[Problem]
In the records below, find every line that contains "written" and list it.

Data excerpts
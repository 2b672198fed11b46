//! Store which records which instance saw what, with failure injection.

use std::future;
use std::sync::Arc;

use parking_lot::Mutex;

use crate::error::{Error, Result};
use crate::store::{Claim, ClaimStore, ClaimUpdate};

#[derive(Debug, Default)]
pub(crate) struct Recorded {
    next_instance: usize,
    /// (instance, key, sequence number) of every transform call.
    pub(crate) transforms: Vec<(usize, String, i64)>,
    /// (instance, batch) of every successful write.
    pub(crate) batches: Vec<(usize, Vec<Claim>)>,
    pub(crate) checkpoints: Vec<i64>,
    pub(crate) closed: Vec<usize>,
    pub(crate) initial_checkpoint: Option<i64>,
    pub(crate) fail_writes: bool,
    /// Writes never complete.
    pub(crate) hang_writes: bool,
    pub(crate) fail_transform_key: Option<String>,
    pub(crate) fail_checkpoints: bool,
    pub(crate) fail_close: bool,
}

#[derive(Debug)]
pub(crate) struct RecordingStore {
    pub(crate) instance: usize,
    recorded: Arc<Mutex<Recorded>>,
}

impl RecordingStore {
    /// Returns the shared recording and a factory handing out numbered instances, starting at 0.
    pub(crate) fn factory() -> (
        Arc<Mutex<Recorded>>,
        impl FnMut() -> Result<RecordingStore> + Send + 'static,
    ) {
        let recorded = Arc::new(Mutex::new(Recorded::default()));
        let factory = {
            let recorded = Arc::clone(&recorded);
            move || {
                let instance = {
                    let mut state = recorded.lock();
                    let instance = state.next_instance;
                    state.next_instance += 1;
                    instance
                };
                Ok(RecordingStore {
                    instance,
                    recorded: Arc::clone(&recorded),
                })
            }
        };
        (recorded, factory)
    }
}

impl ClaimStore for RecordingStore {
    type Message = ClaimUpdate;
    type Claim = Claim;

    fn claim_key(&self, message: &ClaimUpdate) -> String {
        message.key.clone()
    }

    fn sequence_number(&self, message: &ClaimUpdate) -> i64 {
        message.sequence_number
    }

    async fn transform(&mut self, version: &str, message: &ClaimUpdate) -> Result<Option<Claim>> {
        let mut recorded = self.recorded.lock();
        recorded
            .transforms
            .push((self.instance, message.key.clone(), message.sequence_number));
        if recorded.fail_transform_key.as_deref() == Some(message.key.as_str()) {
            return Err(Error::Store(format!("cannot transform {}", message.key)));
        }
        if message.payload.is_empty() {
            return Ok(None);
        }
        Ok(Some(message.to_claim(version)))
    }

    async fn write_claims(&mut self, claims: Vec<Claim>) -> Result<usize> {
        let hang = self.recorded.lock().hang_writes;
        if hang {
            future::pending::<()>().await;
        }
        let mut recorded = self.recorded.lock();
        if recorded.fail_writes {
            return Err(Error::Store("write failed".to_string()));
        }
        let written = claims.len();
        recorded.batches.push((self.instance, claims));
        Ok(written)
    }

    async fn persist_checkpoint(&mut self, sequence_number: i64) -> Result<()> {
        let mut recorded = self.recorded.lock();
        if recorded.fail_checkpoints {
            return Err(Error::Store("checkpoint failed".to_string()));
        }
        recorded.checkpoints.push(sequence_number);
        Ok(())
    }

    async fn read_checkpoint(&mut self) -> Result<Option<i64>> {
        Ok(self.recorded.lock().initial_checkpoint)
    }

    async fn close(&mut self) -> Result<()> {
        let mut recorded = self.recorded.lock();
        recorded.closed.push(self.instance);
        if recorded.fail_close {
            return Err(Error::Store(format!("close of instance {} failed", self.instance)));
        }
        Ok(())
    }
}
--
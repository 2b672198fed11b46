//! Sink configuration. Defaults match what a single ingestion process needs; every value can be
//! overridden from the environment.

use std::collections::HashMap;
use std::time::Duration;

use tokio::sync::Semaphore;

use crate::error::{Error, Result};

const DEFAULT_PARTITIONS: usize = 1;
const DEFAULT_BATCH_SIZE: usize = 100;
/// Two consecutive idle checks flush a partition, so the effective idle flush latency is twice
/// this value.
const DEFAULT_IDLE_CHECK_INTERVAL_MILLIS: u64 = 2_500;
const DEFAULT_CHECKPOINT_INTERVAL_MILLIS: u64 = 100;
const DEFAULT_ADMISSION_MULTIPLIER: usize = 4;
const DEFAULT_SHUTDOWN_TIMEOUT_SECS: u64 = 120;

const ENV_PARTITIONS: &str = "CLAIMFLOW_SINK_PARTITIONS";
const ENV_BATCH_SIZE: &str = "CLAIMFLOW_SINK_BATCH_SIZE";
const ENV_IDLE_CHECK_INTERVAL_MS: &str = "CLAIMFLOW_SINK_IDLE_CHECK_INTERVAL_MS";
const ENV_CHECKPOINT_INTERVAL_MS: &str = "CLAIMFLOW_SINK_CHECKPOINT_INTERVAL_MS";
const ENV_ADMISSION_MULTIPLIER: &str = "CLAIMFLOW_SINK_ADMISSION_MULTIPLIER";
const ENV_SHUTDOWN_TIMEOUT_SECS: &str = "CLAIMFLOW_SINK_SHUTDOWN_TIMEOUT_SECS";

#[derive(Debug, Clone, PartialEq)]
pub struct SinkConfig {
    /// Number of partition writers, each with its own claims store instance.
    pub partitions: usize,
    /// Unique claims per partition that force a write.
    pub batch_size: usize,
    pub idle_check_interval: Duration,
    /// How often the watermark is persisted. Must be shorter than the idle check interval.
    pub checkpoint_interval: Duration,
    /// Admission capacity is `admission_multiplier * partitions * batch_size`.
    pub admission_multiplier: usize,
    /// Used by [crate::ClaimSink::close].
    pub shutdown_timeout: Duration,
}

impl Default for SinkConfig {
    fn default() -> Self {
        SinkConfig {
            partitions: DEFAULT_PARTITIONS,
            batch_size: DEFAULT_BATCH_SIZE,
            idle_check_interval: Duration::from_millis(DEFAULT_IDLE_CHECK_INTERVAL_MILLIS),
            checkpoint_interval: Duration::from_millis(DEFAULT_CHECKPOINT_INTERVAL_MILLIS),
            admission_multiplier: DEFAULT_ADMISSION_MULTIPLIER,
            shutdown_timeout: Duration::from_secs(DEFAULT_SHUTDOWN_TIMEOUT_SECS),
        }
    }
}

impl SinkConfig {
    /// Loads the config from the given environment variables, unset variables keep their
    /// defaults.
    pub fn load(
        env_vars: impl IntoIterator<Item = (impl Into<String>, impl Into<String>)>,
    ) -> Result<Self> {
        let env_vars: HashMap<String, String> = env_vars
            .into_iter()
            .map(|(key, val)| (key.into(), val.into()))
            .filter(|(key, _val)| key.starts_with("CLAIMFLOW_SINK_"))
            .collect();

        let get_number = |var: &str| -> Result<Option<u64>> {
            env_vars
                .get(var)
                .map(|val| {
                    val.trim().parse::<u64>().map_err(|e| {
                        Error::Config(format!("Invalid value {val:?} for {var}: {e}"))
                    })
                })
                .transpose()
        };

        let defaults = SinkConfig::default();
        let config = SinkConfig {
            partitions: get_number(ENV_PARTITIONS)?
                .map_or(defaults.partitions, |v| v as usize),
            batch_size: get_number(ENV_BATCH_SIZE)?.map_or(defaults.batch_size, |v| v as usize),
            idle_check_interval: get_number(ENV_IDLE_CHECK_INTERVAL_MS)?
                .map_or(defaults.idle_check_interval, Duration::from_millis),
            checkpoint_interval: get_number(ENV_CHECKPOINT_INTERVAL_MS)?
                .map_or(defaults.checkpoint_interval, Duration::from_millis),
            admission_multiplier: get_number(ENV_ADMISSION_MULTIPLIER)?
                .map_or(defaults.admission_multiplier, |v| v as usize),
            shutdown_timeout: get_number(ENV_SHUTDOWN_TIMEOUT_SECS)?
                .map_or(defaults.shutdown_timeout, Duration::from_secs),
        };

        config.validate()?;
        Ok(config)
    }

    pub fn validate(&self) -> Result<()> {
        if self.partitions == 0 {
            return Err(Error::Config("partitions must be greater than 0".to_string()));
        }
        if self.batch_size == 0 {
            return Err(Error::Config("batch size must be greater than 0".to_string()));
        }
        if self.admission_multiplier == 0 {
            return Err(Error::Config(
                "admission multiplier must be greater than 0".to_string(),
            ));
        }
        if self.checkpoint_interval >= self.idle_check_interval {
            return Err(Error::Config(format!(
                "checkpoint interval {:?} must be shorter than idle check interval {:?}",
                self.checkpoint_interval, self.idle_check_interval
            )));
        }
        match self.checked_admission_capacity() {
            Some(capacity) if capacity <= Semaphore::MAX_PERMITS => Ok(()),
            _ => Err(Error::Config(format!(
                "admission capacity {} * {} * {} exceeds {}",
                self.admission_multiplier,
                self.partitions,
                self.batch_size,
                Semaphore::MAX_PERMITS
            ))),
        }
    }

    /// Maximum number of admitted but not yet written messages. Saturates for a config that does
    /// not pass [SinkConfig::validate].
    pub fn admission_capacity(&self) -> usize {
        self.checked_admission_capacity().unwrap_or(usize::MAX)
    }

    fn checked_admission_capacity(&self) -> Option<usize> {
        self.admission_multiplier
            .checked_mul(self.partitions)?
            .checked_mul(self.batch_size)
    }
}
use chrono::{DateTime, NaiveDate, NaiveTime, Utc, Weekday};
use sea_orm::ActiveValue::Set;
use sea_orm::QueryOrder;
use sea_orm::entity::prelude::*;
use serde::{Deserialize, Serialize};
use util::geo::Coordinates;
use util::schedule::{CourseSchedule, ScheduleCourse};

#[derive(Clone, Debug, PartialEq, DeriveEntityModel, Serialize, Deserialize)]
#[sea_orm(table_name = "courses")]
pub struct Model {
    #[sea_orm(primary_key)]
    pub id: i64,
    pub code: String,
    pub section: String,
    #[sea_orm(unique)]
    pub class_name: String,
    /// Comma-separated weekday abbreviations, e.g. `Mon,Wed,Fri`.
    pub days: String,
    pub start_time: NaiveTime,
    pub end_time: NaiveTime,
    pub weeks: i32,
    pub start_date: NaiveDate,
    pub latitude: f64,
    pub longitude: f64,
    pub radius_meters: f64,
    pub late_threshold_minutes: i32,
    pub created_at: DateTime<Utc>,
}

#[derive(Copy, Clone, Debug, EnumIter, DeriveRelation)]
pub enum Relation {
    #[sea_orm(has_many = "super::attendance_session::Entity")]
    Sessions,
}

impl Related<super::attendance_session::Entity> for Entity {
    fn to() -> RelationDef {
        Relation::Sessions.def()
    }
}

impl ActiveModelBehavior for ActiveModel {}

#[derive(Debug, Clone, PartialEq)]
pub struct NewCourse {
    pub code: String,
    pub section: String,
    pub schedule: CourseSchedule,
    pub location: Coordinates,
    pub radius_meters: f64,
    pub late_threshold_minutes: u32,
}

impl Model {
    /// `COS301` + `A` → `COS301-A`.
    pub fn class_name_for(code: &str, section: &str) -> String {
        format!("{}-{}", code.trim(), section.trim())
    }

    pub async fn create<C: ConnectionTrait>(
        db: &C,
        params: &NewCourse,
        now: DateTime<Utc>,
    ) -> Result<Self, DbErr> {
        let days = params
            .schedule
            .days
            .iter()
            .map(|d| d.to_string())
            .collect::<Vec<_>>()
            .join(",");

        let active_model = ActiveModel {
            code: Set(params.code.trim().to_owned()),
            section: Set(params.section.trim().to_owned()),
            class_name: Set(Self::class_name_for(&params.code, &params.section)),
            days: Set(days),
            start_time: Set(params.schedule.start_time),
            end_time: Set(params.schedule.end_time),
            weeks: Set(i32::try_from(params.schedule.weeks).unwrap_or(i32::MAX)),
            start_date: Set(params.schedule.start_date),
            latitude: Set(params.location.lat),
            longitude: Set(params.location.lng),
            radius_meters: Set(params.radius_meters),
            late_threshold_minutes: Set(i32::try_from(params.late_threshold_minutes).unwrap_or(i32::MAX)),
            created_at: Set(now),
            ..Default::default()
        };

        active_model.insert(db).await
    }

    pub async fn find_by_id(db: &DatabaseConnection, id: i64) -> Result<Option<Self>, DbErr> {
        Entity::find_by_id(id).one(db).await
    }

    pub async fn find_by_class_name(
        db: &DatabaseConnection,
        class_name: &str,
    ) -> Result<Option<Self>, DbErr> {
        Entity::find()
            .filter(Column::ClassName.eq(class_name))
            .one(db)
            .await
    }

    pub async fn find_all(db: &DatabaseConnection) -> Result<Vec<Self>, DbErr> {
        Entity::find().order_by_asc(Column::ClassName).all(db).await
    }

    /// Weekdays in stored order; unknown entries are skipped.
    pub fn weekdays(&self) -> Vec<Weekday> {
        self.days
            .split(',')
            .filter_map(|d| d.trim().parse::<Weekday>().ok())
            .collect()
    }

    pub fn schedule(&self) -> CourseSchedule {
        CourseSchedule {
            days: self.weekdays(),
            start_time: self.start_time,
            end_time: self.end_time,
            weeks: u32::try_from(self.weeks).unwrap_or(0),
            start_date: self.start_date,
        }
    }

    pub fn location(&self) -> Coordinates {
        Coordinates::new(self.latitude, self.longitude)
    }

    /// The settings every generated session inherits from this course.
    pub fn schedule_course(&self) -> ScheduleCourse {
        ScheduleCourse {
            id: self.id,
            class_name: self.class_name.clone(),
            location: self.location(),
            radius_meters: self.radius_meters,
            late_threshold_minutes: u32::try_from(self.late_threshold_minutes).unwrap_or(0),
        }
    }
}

[Response below]
        let written = claims.len();
        Ok(written)
    /// Maximum number of admitted but not yet written messages. Saturates for a config that does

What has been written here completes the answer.